Senior Living Company AlerisLife Secures $95M Amid Strategic Shift Toward Home-Based Care

The company formerly known as Five Star Senior Living has changed its name to AlerisLife (Nasdaq: ALR). Along with that change, it is shifting more of its focus to home-based care.

The company announced the branding and operational shift last week. On Monday, it announced that it secured a $95 million loan to help execute on its new vision. Midcap Funding VIII Trust served as the administrative agent and lender of the senior secured term loan.

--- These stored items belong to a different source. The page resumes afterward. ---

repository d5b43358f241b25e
//! # h2a Schema
//!
//! Old-IDL type graph model and loader.
//!
//! This crate provides:
//! - Qualified, versioned type names
//! - Named types (structs, unions, safe unions, enums, typedefs, interfaces)
//! - A navigable type graph with scope back-references
//! - A loader for the XML interchange form of a pre-parsed type graph

pub mod error;
pub mod fqname;
pub mod graph;
pub mod parser;
pub mod types;

pub use error::{ParseError, SchemaError};
pub use fqname::{QualifiedName, Version, capitalize};
pub use graph::TypeGraph;
pub use parser::{parse_type_graph, parse_type_graph_file};
pub use types::{
    CompoundStyle, CompoundType, EnumType, EnumValue, Field, NamedType, NamedTypeKind,
    ScalarKind, Type, TypeId,
};
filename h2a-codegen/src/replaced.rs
//! Override table for old-IDL types this generator does not emit itself.
//!
//! A replaced type maps to an existing new-IDL type (usually a builtin) and may
//! carry its own field translation snippet.

use crate::writer::CodeWriter;
use h2a_schema::QualifiedName;
use std::collections::HashMap;

/// Emits the translation of a field whose type is replaced.
pub type FieldSnippet = fn(&mut CodeWriter);

/// Replacement for one old-IDL type.
#[derive(Debug, Clone)]
pub struct ReplacedTypeInfo {
    /// New-IDL type used in declarations.
    pub aidl_type: String,
    /// Custom field translation, if the type can be translated at all.
    pub translate_field: Option<FieldSnippet>,
}

/// Lookup table keyed by qualified name.
#[derive(Debug, Clone)]
pub struct ReplacedTypes {
    entries: HashMap<String, ReplacedTypeInfo>,
}

impl ReplacedTypes {
    /// Creates an empty table.
    #[must_use]
    pub fn empty() -> Self {
        Self {
            entries: HashMap::new(),
        }
    }

    /// Adds or replaces an entry.
    pub fn insert(&mut self, fq_name: impl Into<String>, info: ReplacedTypeInfo) {
        self.entries.insert(fq_name.into(), info);
    }

    /// Looks up the replacement for a type.
    #[must_use]
    pub fn get(&self, fq_name: &QualifiedName) -> Option<&ReplacedTypeInfo> {
        self.entries.get(&fq_name.to_string())
    }

    /// Number of entries.
    #[must_use]
    pub fn len(&self) -> usize {
        self.entries.len()
    }

    /// Returns true if the table has no entries.
    #[must_use]
    pub fn is_empty(&self) -> bool {
        self.entries.is_empty()
    }
}

impl Default for ReplacedTypes {
    fn default() -> Self {
        let mut table = Self::empty();
        table.insert(
            "android.hidl.safe_union@1.0::Monostate",
            ReplacedTypeInfo {
                aidl_type: "boolean".to_string(),
                translate_field: Some(|out| {
                    out.line("// Nothing to translate for Monostate.");
                }),
            },
        );
        table
    }
}
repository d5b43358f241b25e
//! Append-only log of constructs that could not be translated.
//!
//! A single [`Diagnostics`] value is created per run and passed by reference
//! through every emitter. Appends are serialized by a mutex so independent
//! aggregates can be emitted from separate threads.

use parking_lot::Mutex;

/// Shared conversion notes.
#[derive(Debug, Default)]
pub struct Diagnostics {
    entries: Mutex<Vec<String>>,
}

impl Diagnostics {
    /// Creates an empty log.
    #[must_use]
    pub fn new() -> Self {
        Self::default()
    }

    /// Appends one note.
    pub fn note(&self, message: impl Into<String>) {
        let message = message.into();
        tracing::warn!("{}", message);
        self.entries.lock().push(message);
    }

    /// Number of notes recorded so far.
    #[must_use]
    pub fn len(&self) -> usize {
        self.entries.lock().len()
    }

    /// Returns true if nothing was recorded.
    #[must_use]
    pub fn is_empty(&self) -> bool {
        self.entries.lock().is_empty()
    }

    /// Snapshot of all notes in append order.
    #[must_use]
    pub fn entries(&self) -> Vec<String> {
        self.entries.lock().clone()
    }

    /// Renders the conversion log for `source` converted to `destination`.
    #[must_use]
    pub fn render_log(&self, source: &str, destination: &str) -> String {
        let mut out = format!(
            "Notes relating to hidl2aidl conversion of {source} to {destination} (if any) follow:\n"
        );
        for entry in self.entries.lock().iter() {
            out.push_str(entry);
            out.push('\n');
        }
        out.push_str("END OF LOG\n");
        out
    }
}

“The closing of this senior secured term loan provides us with increased liquidity to use at our discretion and additional flexibility for the coming years as we execute on our strategic business plan,” AlerisLife CEO Katie Potter said in a statement. “With the recent rebrand to AlerisLife, we marked our expansion from primarily a senior living owner and operator to a more diversified and comprehensive partner.”

Advertisement

The Newton, Massachusetts-based company has been working on the transformation of its business – a transformation that is supposed to “reposition, evolve and diversify” its operations – for almost a year now.

In April, Diversified Healthcare Trust (Nasdaq: DHC) struck an agreement with the company to transition 108 of its senior living communities to other operators by the end of 2021.

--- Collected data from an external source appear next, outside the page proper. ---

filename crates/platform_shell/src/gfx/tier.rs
//! Negotiated capability tiers

use serde::{Deserialize, Serialize};
use std::fmt;

/// The maximum feature set negotiated between requested and device-supported
/// graphics capability.
///
/// `Unknown` is double-duty, matching the original wire values: as a request
/// it means "unspecified, negotiate the highest supported tier"; as a result
/// it means the device reported a feature level with no mapping here.
#[derive(
    Debug, Clone, Copy, PartialEq, Eq, PartialOrd, Ord, Hash, Serialize, Deserialize, Default,
)]
pub enum CapabilityTier {
    /// Unspecified request / unmappable result
    #[default]
    Unknown,
    /// Feature tier 10.0
    Tier10_0,
    /// Feature tier 10.1
    Tier10_1,
    /// Feature tier 11.0
    Tier11_0,
    /// Feature tier 11.1
    Tier11_1,
}

impl CapabilityTier {
    /// Descending fallback candidates tried when no tier is requested
    pub const FALLBACK: [Self; 3] = [Self::Tier11_0, Self::Tier10_1, Self::Tier10_0];

    /// Whether this value stands for "no specific tier requested"
    pub fn is_unspecified(self) -> bool {
        self == Self::Unknown
    }
}

impl fmt::Display for CapabilityTier {
    fn fmt(&self, f: &mut fmt::Formatter<'_>) -> fmt::Result {
        let name = match self {
            Self::Unknown => "unknown",
            Self::Tier10_0 => "10.0",
            Self::Tier10_1 => "10.1",
            Self::Tier11_0 => "11.0",
            Self::Tier11_1 => "11.1",
        };
        f.write_str(name)
    }
}

#[cfg(test)]
mod tests {
    use super::*;

    #[test]
    fn tiers_order_by_capability() {
        assert!(CapabilityTier::Tier11_1 > CapabilityTier::Tier11_0);
        assert!(CapabilityTier::Tier11_0 > CapabilityTier::Tier10_1);
        assert!(CapabilityTier::Tier10_1 > CapabilityTier::Tier10_0);
        assert!(CapabilityTier::Tier10_0 > CapabilityTier::Unknown);
    }

    #[test]
    fn fallback_candidates_descend() {
        let mut sorted = CapabilityTier::FALLBACK.to_vec();
        sorted.sort_by(|a, b| b.cmp(a));
        assert_eq!(sorted, CapabilityTier::FALLBACK.to_vec());
    }
}
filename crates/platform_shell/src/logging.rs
//! Logging utilities and structured logging support

pub use log::{debug, error, info, trace, warn};

/// Initialize the logging system
pub fn init() {
    env_logger::init();
}
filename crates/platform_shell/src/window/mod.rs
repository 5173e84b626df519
//! Native window ownership and message dispatch

pub mod events;
pub mod glfw_shell;
pub mod shell;

use thiserror::Error;

/// Window shell errors
#[derive(Error, Debug)]
pub enum ShellError {
    /// The window system could not register this application
    #[error("window class registration failed: {0}")]
    ClassRegistrationFailed(String),

    /// Window creation was rejected by the platform
    #[error("window creation failed: {0}")]
    WindowCreationFailed(String),

    /// A window-system query or operation failed after creation
    #[error("window system error: {0}")]
    Platform(String),
}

Potter added that AlerisLife will be focused on investing in new revenue streams, one of which will be home-based care. Doing so, she said, will help drive a shorter sales structure, increase pre-senior living touchpoints with customers and also reduce turnover costs.

Advertisement

“Following today’s announcement, we feel well capitalized to accomplish these goals and maximize shareholder value,” Potter said.

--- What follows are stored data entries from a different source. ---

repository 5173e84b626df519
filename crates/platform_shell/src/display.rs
//! Display-mode inventory
//!
//! Enumerates adapters and the display modes of each attached monitor and
//! serializes the result as JSON for launcher and settings tooling. Modes
//! whose refresh rate is not a whole number of hertz are dropped from the
//! inventory.

use serde::{Deserialize, Serialize};

use crate::gfx::backend::GfxBackend;
use crate::gfx::GfxResult;
use crate::window::shell::MessagePump;

/// One display mode of a monitor
#[derive(Debug, Clone, PartialEq, Eq, Serialize, Deserialize)]
pub struct ModeRecord {
    /// Horizontal resolution in pixels
    pub width: u32,
    /// Vertical resolution in pixels
    pub height: u32,
    /// Whole-hertz refresh rate
    #[serde(rename = "refresh-rate")]
    pub refresh_rate: u32,
}

/// A display mode as reported by the window system, with the refresh rate
/// expressed as a rational number.
#[derive(Debug, Clone, Copy, PartialEq, Eq)]
pub struct RationalMode {
    pub width: u32,
    pub height: u32,
    pub numerator: u32,
    pub denominator: u32,
}

impl RationalMode {
    /// The inventory form of this mode, or `None` when the refresh rate is
    /// fractional.
    pub fn to_record(self) -> Option<ModeRecord> {
        if self.denominator != 1 {
            return None;
        }
        Some(ModeRecord {
            width: self.width,
            height: self.height,
            refresh_rate: self.numerator,
        })
    }
}

/// The modes of one monitor
#[derive(Debug, Clone, PartialEq, Eq, Serialize, Deserialize)]
pub struct OutputRecord {
    /// Zero-based monitor index
    pub id: u32,
    /// Whole-hertz modes of this monitor
    pub monitors: Vec<ModeRecord>,
}

impl OutputRecord {
    /// Build a record from raw modes, dropping fractional refresh rates
    pub fn from_modes(id: u32, modes: impl IntoIterator<Item = RationalMode>) -> Self {
        Self {
            id,
            monitors: modes.into_iter().filter_map(RationalMode::to_record).collect(),
        }
    }
}

/// One graphics adapter and the monitors attached to it
#[derive(Debug, Clone, PartialEq, Eq, Serialize, Deserialize)]
pub struct AdapterRecord {
    /// Adapter name as reported by the driver
    pub name: String,
    /// Zero-based adapter ordinal
    pub id: u32,
    /// Monitors attached to this adapter
    pub outputs: Vec<OutputRecord>,
}

/// The full adapter and display-mode inventory
#[derive(Debug, Clone, PartialEq, Eq, Default, Serialize, Deserialize)]
pub struct DisplayInventory {
    /// All adapters present on the system
    pub adapters: Vec<AdapterRecord>,
}

impl DisplayInventory {
    /// Serialize the inventory as a JSON document: a top-level array of
    /// adapter objects.
    pub fn to_json(&self) -> serde_json::Result<String> {
        serde_json::to_string_pretty(&self.adapters)
    }
}

/// Combine adapter descriptors with the window system's monitor inventory.
///
/// The window system does not report which adapter drives which monitor, so
/// every monitor is listed under the primary adapter.
pub fn build_inventory(mut adapters: Vec<AdapterRecord>, outputs: Vec<OutputRecord>) -> DisplayInventory {
    if let Some(primary) = adapters.first_mut() {
        primary.outputs = outputs;
    }
    DisplayInventory { adapters }
}

/// Query the adapter and monitor inventory of a live backend and pump
pub fn query<B: GfxBackend, P: MessagePump>(
    backend: &mut B,
    pump: &mut P,
) -> GfxResult<DisplayInventory> {
    let adapters = backend.adapter_records()?;
    let outputs = pump.outputs();
    Ok(build_inventory(adapters, outputs))
}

The specifics of the loan are as follows: $63 million is currently outstanding, while the remaining loan proceeds are subject to a $12 million capital improvements holdback, with $20 million becoming available upon AlerisLife achieving certain financial thresholds by the middle of 2023.

Senior living will remain a part of the company’s business model. But its goal to serve younger seniors not yet ready to move into brick-and-mortar communities will make senior living far less integral.

“As we’ve announced our strategy around building this platform and … maybe acquiring services, growing services or partnering with people to deliver other services, we needed an umbrella brand that brought it all together,” Potter told Home Health Care News sister site Senior Housing News. “And that’s really what AlerisLife is.”

Some of the company’s new partnerships offer insight into where it’s headed. For instance, in December, it formed a partnership with DispatchHealth – an at-home medical care provider – to bring more acute care to residents.

Ultimately, the company’s new direction is led by seniors’ preferences. Baby boomers, AlerisLife executives believe, prefer an individualized approach to senior care.

Diversifying the services it offers will help establish relationships with seniors at an earlier stage and create a more financially flexible model for both the company and its customers, according to Potter.